Eu queria conhecer José Miguel Insulza. A atuação do polêmico secretário-geral da Organização dos Estados Americanos (OEA), nomeado para esse cargo em 2005 e re-eleito em 2010 com o apoio da galáxia chavista, sempre me intrigou.
O
homem está contente no cargo, viaja muito, negocia com chefes de
Estado, supervisiona eleições, dá declarações e preside reuniões. Neste
22 de fevereiro ele estava na França pois o país é, desde 1972,
observador permanente da OEA. Em Paris, Insulza deu uma conferência
intitulada “Os desafios da democracia na América Latina”. Fui ouvi-lo
com a maior atenção. Ao cabo de duas horas confirmei o que pensava
dele.
Insulza
descreveu uma América Latina ideal que evolui, segundo ele, para a
prosperidade e a democracia sem tropeços. Com muitos “problemas e
queixas pela desigualdade e a violência” é claro, explicou, mas para um
futuro luminoso e sem nuvens. Ele insistiu: “Na América do Sul reina o
otimismo”.
O
curioso é que esse progresso transcorre dentro de uma bolha. O que ele
chama “a região” avança dentro de uma curiosa autarquia, sem contatos
nem relações com as economias do norte do continente, e sem vínculos com
a Europa e o Pacífico. O influxo desses países e da vida política das
grandes democracias não faz parte de sua análise.
Assim,
a América Latina de Insulza é uma construção imaginária, ambígua,
tocada pela duvidosa graça dos contatos sul-sul, rebocada pelas
larguezas da Venezuela, as manobras anti-liberais de Cuba e da ALBA, e
as corridas francamente sediciosas do Foro de São Paulo.
Dá
a impressão de que Insulza apagou de sua lógica intelectual os Estados
Unidos e o Canadá. Ele fala mais como um chefe da UNASUL, criada em
2008, do que como o responsável por um organismo que inclui 35 países,
quer dizer, o norte e o sul do continente, não uma parte desde.
Na
boca de Insulza o conceito de democracia se transforma em uma noção
confusa, em um “processo lento”, que deixa de ser uma realidade com
traços precisos. Ele estima que “a política não é só uma questão de
princípios”. Cuba, por exemplo, é um tema que Insulza jamais aborda,
pois essa ditadura totalitária de 54 anos continua sendo, para ele, um
momento da “construção” da democracia do continente. Esse regime, mesmo
agonizante, continua urdindo operações contra as outras democracias,
como o demonstra a expansão da mão castrista em cinco ou seis países
latino-americanos com o fundo falso inusitado de ingerência de poderes
nostálgicos do sistema comunista, como o russo, o bielo-russo, o chinês e
o campeão mundial do anti-americanismo, o Irã.
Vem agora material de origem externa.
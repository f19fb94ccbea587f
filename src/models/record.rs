use std::fmt;
use std::str::FromStr;

use anyhow::{Context, bail};
use serde::{Serialize, Serializer};

use crate::calculator::Operator;

/// Separator between the fields of a history line
pub const FIELD_DELIMITER: char = '|';

/// A computed operation as kept in history
///
/// Operands are the text the user typed (after control-character removal),
/// not the parsed values, so `3,5` stays `3,5`.
#[derive(Debug, Clone, PartialEq, Serialize)]
pub struct OperationRecord {
    pub operand_a: String,
    pub operand_b: String,
    #[serde(serialize_with = "serialize_symbol")]
    pub operator: Operator,
    /// Serialized as its history-line text, so `Infinity` survives JSON
    #[serde(serialize_with = "serialize_result")]
    pub result: f64,
}

impl OperationRecord {
    pub fn new(operand_a: &str, operand_b: &str, operator: Operator, result: f64) -> Self {
        Self {
            operand_a: operand_a.to_string(),
            operand_b: operand_b.to_string(),
            operator,
            result,
        }
    }
}

impl fmt::Display for OperationRecord {
    fn fmt(&self, f: &mut fmt::Formatter<'_>) -> fmt::Result {
        write!(
            f,
            "{a}{d}{b}{d}{op}{d}{res}",
            a = self.operand_a,
            b = self.operand_b,
            op = self.operator,
            res = format_result(self.result),
            d = FIELD_DELIMITER
        )
    }
}

impl FromStr for OperationRecord {
    type Err = anyhow::Error;

    /// Parses a history line of the form `a|b|op|result`
    fn from_str(line: &str) -> anyhow::Result<Self> {
        let fields: Vec<&str> = line.split(FIELD_DELIMITER).collect();
        let [operand_a, operand_b, symbol, result] = fields.as_slice() else {
            bail!("Expected 4 fields, found {}", fields.len());
        };

        let Some(operator) = Operator::from_symbol(symbol) else {
            bail!("Unknown operator symbol: '{}'", symbol);
        };

        let result: f64 =
            result.trim().parse().with_context(|| format!("Invalid result field: '{}'", result))?;
        if result.is_nan() {
            bail!("Result field is NaN");
        }

        Ok(Self::new(operand_a, operand_b, operator, result))
    }
}

fn serialize_symbol<S: Serializer>(operator: &Operator, serializer: S) -> Result<S::Ok, S::Error> {
    serializer.serialize_str(operator.symbol())
}

fn serialize_result<S: Serializer>(result: &f64, serializer: S) -> Result<S::Ok, S::Error> {
    serializer.serialize_str(&format_result(*result))
}

/// Renders a result the way the history file and `= ...` line show it
///
/// Integral values keep one decimal place (`8.0`), values outside
/// `[1e-3, 1e7)` use an upper-case exponent (`1.0E10`), and infinities print
/// as `Infinity`.
///
/// # Examples
///
/// ```
/// use badcalc::models::format_result;
///
/// assert_eq!(format_result(8.0), "8.0");
/// assert_eq!(format_result(0.25), "0.25");
/// assert_eq!(format_result(1e10), "1.0E10");
/// ```
pub fn format_result(value: f64) -> String {
    if value.is_nan() {
        return "NaN".to_string();
    }
    if value.is_infinite() {
        return if value > 0.0 { "Infinity" } else { "-Infinity" }.to_string();
    }

    let magnitude = value.abs();
    if magnitude == 0.0 || (1e-3..1e7).contains(&magnitude) {
        let plain = value.to_string();
        return if plain.contains('.') { plain } else { format!("{}.0", plain) };
    }

    let scientific = format!("{:e}", value);
    match scientific.split_once('e') {
        Some((mantissa, exponent)) if mantissa.contains('.') => format!("{}E{}", mantissa, exponent),
        Some((mantissa, exponent)) => format!("{}.0E{}", mantissa, exponent),
        None => scientific,
    }
}

#[cfg(test)]
mod tests {
    use super::*;

    #[test]
    fn test_format_integral() {
        assert_eq!(format_result(8.0), "8.0");
        assert_eq!(format_result(-3.0), "-3.0");
        assert_eq!(format_result(0.0), "0.0");
        assert_eq!(format_result(-0.0), "-0.0");
        assert_eq!(format_result(1_000_000.0), "1000000.0");
    }

    #[test]
    fn test_format_fractional() {
        assert_eq!(format_result(3.5), "3.5");
        assert_eq!(format_result(0.001), "0.001");
        assert_eq!(format_result(-2.25), "-2.25");
    }

    #[test]
    fn test_format_scientific() {
        assert_eq!(format_result(1e7), "1.0E7");
        assert_eq!(format_result(1.5e-5), "1.5E-5");
        assert_eq!(format_result(-2.5e20), "-2.5E20");
        assert_eq!(format_result(0.0001), "1.0E-4");
    }

    #[test]
    fn test_format_non_finite() {
        assert_eq!(format_result(f64::INFINITY), "Infinity");
        assert_eq!(format_result(f64::NEG_INFINITY), "-Infinity");
        assert_eq!(format_result(f64::NAN), "NaN");
    }

    #[test]
    fn test_record_line_keeps_operand_text() {
        let record = OperationRecord::new("3,5", "2", Operator::Add, 5.5);
        assert_eq!(record.to_string(), "3,5|2|+|5.5");
    }

    #[test]
    fn test_record_line_unknown_operator() {
        let record = OperationRecord::new("5", "3", Operator::Unknown, 0.0);
        assert_eq!(record.to_string(), "5|3||0.0");
    }

    #[test]
    fn test_parse_record_line() {
        let record: OperationRecord = "5|3|+|8.0".parse().unwrap();
        assert_eq!(record, OperationRecord::new("5", "3", Operator::Add, 8.0));

        let unknown: OperationRecord = "5|3||0.0".parse().unwrap();
        assert_eq!(unknown.operator, Operator::Unknown);

        let overflow: OperationRecord = "1e308|10|*|Infinity".parse().unwrap();
        assert!(overflow.result.is_infinite());

        let scientific: OperationRecord = "1e5|1e5|*|1.0E10".parse().unwrap();
        assert_eq!(scientific.result, 1e10);
    }

    #[test]
    fn test_parse_record_line_rejects_malformed() {
        assert!("5|3|+".parse::<OperationRecord>().is_err());
        assert!("5|3|+|8.0|extra".parse::<OperationRecord>().is_err());
        assert!("5|3|&|8.0".parse::<OperationRecord>().is_err());
        assert!("5|3|+|eight".parse::<OperationRecord>().is_err());
        assert!("5|0|/|NaN".parse::<OperationRecord>().is_err());
    }

    #[test]
    fn test_record_serializes_symbol() {
        let record = OperationRecord::new("2", "3", Operator::Power, 8.0);
        let json = serde_json::to_value(&record).unwrap();
        assert_eq!(json["operator"], "^");
        assert_eq!(json["operand_a"], "2");
        assert_eq!(json["result"], "8.0");
    }

    #[test]
    fn test_record_serializes_infinite_result_as_text() {
        let record = OperationRecord::new("1e308", "10", Operator::Multiply, f64::INFINITY);
        let json = serde_json::to_value(&record).unwrap();
        assert_eq!(json["result"], "Infinity");

        let negative = OperationRecord::new("-1e308", "10", Operator::Multiply, f64::NEG_INFINITY);
        assert_eq!(serde_json::to_value(&negative).unwrap()["result"], "-Infinity");
    }
}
Isso tem a Insulza sem
preocupação. Para ele tudo vai bem, como no melhor dos mundos.
A
OEA, entretanto, foi criada para defender a democracia em todo o
continente. Transgredindo esse dever, Insulza se converteu no hábil
compositor e validador das aventuras anti-liberais e anti-democráticas
que o continente sofre. Há algumas semanas, a cumplicidade do político
socialista chileno com o regime chavista foi confirmada uma vez mais,
quando a OEA declarou que “respeitava cabalmente a decisão tomada pelos
poderes constitucionais da Venezuela”, com respeito à pretendida “tomada
de posse” de um Hugo Chávez ausente, moribundo ou falecido em Cuba. Em
Paris, Insulza reiterou seu apoio ao golpe anti-constitucional do 10 de
janeiro de 2013 ao dizer que este havia “evitado um conflito que não era
necessário”. Consolou seus ouvintes assegurando que, de todo modo, esse
“tema” será “resolvido na próxima semana” em Caracas.
A
palestra de Insulza em Paris esquivou os problemas reais da América
Latina. Porém, o fez com talento pois seu auditório o aplaudiu no final.
Em seguida, as perguntas dos inconformados com essa visão ideológica e
relativista foram esvaziadas sem receio.